Where the records below reach the line containing "geometry for drawing", start transcribing, and end with the line containing "impl Default for ServerConfig", exactly and with nothing else added.

** SUPPLIED INFORMATION follows **

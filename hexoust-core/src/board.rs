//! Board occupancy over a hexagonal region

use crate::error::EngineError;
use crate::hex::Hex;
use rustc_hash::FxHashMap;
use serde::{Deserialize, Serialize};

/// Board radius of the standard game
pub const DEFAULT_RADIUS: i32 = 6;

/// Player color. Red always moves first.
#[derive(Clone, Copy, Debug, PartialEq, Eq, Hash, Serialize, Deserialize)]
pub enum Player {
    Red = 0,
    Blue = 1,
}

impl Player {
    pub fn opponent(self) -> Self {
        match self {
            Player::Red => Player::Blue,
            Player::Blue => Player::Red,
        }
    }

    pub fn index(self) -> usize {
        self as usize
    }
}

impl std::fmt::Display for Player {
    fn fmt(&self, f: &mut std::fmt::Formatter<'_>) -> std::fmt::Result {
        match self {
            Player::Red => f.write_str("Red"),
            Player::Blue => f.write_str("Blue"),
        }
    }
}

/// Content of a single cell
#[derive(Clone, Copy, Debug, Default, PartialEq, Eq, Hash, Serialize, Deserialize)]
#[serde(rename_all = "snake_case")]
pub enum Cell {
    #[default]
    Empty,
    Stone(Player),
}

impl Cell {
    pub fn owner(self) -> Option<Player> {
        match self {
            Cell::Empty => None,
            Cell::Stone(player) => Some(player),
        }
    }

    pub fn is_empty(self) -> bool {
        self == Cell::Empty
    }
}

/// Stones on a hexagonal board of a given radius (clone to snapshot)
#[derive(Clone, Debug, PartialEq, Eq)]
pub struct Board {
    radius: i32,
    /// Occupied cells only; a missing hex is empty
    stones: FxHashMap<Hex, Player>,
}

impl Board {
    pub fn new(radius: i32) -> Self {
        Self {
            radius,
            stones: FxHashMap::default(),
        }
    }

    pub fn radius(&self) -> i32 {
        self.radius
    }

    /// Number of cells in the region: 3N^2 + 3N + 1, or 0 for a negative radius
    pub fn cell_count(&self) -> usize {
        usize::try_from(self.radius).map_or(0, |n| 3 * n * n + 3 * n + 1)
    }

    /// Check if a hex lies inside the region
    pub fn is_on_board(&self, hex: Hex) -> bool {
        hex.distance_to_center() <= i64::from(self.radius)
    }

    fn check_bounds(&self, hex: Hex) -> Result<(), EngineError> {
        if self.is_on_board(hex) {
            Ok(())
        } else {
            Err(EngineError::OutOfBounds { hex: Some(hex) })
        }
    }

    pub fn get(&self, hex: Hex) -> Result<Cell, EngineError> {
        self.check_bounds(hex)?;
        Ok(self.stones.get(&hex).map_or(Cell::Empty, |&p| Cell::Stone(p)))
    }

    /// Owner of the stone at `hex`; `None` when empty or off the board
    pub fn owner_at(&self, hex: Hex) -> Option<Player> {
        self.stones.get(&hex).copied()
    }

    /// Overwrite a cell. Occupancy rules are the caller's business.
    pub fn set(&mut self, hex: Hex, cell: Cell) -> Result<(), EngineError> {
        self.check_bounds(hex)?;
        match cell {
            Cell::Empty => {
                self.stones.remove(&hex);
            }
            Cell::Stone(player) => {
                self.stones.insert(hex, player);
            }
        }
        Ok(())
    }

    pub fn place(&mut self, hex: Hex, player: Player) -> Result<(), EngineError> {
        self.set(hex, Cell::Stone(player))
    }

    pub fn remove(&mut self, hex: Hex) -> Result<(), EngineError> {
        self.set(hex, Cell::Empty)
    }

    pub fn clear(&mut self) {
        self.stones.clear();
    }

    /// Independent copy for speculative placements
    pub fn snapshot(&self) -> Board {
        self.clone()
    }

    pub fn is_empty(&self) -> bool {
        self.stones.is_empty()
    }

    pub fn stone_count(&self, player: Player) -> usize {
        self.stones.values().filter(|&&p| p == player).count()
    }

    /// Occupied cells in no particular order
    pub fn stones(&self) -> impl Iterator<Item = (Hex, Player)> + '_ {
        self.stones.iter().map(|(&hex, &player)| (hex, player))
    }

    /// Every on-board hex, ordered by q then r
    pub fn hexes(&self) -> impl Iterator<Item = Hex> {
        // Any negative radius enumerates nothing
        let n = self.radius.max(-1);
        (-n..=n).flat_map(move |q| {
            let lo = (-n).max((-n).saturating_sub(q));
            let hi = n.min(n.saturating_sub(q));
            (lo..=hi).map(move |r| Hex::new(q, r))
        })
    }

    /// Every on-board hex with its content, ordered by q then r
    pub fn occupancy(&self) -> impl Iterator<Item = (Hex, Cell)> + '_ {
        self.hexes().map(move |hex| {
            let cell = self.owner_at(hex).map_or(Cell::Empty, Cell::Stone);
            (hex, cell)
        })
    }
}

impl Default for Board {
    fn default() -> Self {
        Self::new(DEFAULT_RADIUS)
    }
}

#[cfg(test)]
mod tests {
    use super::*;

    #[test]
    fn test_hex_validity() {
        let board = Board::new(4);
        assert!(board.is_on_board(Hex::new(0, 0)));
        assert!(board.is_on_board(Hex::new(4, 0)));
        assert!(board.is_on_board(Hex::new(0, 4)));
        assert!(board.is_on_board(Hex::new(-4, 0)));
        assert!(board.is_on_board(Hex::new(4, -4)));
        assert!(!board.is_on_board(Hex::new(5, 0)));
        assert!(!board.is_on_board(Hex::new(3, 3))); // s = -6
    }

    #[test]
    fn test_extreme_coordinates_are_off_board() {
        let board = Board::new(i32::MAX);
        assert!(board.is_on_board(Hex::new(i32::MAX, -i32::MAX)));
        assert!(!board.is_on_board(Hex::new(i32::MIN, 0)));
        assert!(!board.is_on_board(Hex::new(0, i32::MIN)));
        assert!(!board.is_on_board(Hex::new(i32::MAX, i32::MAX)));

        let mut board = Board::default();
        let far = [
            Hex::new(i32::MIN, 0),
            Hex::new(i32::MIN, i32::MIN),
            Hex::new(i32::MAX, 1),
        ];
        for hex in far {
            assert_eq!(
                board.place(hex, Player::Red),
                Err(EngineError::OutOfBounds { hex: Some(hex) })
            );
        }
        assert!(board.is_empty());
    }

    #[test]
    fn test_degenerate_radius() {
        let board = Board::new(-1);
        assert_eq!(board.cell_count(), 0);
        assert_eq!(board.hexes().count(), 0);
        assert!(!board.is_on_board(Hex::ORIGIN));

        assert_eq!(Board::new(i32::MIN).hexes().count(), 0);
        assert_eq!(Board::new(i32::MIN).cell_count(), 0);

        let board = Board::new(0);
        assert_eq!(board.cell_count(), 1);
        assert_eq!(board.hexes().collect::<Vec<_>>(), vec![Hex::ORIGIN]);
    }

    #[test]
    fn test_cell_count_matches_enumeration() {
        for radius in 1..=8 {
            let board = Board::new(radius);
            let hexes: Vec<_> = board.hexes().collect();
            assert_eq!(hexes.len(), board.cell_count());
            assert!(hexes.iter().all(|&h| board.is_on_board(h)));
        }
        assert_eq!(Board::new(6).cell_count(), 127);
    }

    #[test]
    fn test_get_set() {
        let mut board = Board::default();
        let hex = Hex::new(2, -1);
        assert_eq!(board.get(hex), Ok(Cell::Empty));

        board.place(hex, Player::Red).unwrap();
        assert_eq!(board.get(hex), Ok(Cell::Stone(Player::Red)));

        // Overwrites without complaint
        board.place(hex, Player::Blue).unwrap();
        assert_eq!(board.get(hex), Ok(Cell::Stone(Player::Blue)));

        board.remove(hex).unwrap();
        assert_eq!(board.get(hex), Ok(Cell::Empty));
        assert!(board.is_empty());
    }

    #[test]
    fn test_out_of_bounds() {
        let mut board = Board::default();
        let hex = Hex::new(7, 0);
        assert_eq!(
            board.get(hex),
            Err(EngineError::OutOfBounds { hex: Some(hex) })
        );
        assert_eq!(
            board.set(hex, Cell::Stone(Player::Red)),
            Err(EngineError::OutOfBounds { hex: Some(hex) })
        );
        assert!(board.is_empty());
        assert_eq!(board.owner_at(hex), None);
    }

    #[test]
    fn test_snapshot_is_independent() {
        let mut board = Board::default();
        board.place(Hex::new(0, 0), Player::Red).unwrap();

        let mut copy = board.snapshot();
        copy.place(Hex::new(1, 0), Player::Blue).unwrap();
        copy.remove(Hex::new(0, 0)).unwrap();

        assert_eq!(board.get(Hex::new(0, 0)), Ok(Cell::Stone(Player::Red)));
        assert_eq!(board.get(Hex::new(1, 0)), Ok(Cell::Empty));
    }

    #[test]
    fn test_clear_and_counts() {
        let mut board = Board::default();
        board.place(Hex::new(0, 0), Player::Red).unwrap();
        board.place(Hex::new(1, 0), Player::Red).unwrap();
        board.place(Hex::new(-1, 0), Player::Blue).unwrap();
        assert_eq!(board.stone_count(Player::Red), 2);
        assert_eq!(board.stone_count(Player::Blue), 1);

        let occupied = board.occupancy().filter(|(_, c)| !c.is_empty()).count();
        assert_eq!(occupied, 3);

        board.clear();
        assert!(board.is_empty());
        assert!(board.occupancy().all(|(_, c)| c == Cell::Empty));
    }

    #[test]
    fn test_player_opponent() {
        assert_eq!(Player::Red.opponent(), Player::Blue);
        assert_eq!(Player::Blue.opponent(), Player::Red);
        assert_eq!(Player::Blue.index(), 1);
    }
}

** End of SUPPLIED INFORMATION **
** SUPPLIED INFORMATION follows **

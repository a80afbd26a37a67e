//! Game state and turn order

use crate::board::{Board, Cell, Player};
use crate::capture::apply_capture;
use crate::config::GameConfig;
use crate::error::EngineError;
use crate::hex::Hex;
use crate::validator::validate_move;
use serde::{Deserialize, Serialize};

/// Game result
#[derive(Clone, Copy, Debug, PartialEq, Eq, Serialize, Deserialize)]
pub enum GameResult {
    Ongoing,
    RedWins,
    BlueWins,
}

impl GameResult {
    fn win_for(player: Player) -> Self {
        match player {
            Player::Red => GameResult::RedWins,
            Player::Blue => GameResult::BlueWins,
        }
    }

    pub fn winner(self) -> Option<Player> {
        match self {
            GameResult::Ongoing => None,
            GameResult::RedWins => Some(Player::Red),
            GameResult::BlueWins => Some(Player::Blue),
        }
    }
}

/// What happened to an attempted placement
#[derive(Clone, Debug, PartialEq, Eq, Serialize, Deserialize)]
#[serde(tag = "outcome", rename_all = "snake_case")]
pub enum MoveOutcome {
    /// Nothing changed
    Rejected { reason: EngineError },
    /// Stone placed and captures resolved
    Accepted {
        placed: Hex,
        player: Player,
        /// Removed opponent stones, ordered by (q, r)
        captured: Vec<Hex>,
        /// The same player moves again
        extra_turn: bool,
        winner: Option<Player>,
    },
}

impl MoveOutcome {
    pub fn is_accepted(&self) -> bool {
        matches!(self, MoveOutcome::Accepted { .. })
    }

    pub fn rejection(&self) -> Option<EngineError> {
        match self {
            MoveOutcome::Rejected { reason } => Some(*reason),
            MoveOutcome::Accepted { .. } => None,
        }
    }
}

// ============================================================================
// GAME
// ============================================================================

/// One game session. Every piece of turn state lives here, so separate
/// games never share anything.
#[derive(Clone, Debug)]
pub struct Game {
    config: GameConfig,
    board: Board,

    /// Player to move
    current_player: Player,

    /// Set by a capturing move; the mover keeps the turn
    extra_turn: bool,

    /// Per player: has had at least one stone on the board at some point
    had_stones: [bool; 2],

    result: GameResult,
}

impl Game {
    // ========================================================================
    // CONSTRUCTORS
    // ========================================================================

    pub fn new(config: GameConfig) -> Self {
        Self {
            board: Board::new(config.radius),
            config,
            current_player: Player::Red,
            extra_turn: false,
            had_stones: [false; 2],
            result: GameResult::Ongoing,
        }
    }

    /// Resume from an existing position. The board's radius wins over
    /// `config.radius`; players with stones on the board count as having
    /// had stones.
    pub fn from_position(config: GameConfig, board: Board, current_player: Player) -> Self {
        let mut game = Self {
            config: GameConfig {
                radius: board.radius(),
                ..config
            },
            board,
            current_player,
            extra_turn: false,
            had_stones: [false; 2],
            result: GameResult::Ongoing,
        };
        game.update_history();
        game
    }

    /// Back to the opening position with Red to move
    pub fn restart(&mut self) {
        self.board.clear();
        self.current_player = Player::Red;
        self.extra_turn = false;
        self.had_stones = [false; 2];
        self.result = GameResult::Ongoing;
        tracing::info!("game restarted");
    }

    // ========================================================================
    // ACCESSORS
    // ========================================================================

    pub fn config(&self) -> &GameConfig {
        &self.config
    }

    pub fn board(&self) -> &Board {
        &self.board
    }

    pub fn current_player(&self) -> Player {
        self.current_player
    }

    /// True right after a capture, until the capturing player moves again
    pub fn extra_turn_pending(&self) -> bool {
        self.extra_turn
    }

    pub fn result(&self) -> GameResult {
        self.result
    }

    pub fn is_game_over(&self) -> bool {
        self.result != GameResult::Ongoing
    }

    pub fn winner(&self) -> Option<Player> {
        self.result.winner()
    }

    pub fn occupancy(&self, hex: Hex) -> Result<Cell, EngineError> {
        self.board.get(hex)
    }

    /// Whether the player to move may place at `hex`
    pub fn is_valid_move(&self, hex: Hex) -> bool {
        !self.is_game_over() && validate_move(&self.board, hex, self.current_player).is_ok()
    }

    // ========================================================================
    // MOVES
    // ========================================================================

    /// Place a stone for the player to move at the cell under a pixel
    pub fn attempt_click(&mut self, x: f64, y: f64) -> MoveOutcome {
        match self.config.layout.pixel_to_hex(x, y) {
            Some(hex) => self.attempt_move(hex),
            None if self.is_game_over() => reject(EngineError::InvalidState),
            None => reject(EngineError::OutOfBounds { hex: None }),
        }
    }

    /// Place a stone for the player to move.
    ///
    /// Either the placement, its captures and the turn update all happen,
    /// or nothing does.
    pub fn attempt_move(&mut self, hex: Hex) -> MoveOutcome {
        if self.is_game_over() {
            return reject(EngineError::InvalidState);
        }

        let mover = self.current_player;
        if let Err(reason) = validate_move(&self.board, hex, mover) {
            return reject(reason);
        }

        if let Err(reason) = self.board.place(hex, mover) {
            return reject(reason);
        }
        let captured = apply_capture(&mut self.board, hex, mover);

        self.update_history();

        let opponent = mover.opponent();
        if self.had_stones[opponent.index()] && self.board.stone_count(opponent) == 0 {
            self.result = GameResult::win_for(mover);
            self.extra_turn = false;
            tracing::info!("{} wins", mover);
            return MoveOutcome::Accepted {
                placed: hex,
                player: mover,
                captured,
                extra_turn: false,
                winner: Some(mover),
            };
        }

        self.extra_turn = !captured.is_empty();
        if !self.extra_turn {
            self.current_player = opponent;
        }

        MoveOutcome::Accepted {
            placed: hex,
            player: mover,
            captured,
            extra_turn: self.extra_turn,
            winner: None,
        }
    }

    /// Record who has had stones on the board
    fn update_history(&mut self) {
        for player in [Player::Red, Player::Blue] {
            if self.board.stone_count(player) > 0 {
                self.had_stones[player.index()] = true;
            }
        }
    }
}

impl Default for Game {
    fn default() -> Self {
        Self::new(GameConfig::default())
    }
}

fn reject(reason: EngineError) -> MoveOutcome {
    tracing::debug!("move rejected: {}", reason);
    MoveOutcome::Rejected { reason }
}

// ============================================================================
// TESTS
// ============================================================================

** End of SUPPLIED INFORMATION **
** SUPPLIED INFORMATION follows **

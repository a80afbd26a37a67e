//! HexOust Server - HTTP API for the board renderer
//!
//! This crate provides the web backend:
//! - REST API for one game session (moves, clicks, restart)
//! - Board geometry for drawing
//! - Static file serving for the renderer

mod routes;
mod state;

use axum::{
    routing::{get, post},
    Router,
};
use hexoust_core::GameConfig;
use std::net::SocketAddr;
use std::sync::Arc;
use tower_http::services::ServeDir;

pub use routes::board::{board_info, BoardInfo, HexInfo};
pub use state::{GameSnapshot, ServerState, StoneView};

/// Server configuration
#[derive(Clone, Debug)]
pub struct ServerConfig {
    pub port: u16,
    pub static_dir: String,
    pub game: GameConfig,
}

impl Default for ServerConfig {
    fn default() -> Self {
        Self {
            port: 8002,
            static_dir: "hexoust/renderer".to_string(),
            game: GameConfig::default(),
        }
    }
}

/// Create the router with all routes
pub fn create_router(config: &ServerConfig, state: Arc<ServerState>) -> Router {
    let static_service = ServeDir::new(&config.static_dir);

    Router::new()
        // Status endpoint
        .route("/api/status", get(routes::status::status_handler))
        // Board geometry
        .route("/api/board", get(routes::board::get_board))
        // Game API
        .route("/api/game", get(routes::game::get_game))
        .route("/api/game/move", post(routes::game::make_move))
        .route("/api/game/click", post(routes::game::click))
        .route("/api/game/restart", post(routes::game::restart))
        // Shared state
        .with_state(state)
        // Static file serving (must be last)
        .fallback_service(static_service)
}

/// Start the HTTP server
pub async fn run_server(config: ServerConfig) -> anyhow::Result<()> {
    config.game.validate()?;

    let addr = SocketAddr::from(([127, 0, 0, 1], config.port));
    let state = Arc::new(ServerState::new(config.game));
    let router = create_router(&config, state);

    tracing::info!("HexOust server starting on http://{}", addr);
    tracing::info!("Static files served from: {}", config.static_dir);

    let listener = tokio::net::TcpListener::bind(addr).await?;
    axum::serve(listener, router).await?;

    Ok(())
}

** End of SUPPLIED INFORMATION **

● **ANSWER SECTION**
//! - Board geometry for drawing
//! - Static file serving for the renderer

mod routes;
mod state;

use axum::{
    routing::{get, post},
    Router,
};
use hexoust_core::GameConfig;
use std::net::SocketAddr;
use std::sync::Arc;
use tower_http::services::ServeDir;

pub use routes::board::{board_info, BoardInfo, HexInfo};
pub use state::{GameSnapshot, ServerState, StoneView};

/// Server configuration
#[derive(Clone, Debug)]
pub struct ServerConfig {
    pub port: u16,
    pub static_dir: String,
    pub game: GameConfig,
}

impl Default for ServerConfig {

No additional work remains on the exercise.